** Opening Supplied data block **

//! Typed client and session state for a payment-gateway back office.
//!
//! The back office talks to four REST services (merchants, commissions,
//! recurring transactions, and transactions). This crate provides:
//!
//! - [`models`]: DTOs for every entity plus the canonical [`models::Page`];
//! - [`query`]: transaction filters and their query-string encoding;
//! - `client`: async and blocking HTTP clients (behind the `async` /
//!   `blocking` features);
//! - `backoffice`: the application-state object that owns one observable
//!   container per resource and discards stale responses;
//! - [`views`]: local search, sort, and summary helpers.
//!
//! ```no_run
//! # #[cfg(feature = "async")]
//! # async fn demo() -> payment_backoffice::error::Result<()> {
//! use payment_backoffice::backoffice::Backoffice;
//! use payment_backoffice::query::TransactionFilters;
//!
//! let backoffice = Backoffice::builder()
//!     .commissions_url("http://localhost:8083/v1/comisiones")
//!     .build()?;
//! backoffice.fetch_commissions().await?;
//! backoffice
//!     .fetch_transactions(Some(&TransactionFilters::new().page(1)))
//!     .await?;
//! let state = backoffice.transactions()?;
//! println!("{} of {} pages", state.pagination.page_number + 1, state.pagination.total_pages);
//! # Ok(())
//! # }
//! ```

#[cfg(any(feature = "async", feature = "blocking"))]
pub mod backoffice;
#[cfg(any(feature = "async", feature = "blocking"))]
pub mod client;
pub mod config;
pub mod error;
pub mod models;
pub mod query;
#[cfg(any(feature = "async", feature = "blocking"))]
pub mod state;
pub mod views;
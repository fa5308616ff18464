//! Billing record (periodic merchant invoice) model.

use chrono::NaiveDate;
use serde::{Deserialize, Serialize};

use super::{BillingId, BillingStatus, MerchantCode};

/// A periodic invoice for a merchant covering its processed transactions
/// and the commission owed for them.
#[derive(Debug, Clone, PartialEq, Serialize, Deserialize)]
pub struct BillingRecord {
    /// Storage identifier.
    pub id: BillingId,
    /// Billing code shown to operators.
    #[serde(rename = "codFacturacionComercio")]
    pub code: String,
    /// Billed merchant.
    #[serde(rename = "codComercio")]
    pub merchant: MerchantCode,
    /// First day of the billed period.
    #[serde(rename = "fechaInicio")]
    pub period_start: NaiveDate,
    /// Last day of the billed period.
    #[serde(rename = "fechaFin")]
    pub period_end: NaiveDate,
    /// Transactions processed during the period.
    #[serde(rename = "transaccionesProcesadas")]
    pub processed_transactions: u64,
    /// Commission rule the value was computed with.
    #[serde(rename = "codComision")]
    pub commission_code: String,
    /// Amount owed.
    #[serde(rename = "valor")]
    pub value: f64,
    /// Payment status.
    #[serde(rename = "estado")]
    pub status: BillingStatus,
    /// Date the invoice was issued.
    #[serde(rename = "fechaFacturacion")]
    pub billed_on: NaiveDate,
    /// Date the invoice was paid; `None` while pending.
    #[serde(rename = "fechaPago", default)]
    pub paid_on: Option<NaiveDate>,
}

** Closing Supplied data block **

> **To do**: Filter the data above by the word "BillingStatus" and copy every line that matches.

> **Answer to the exercise**:
use super::{BillingId, BillingStatus, MerchantCode};
    pub status: BillingStatus,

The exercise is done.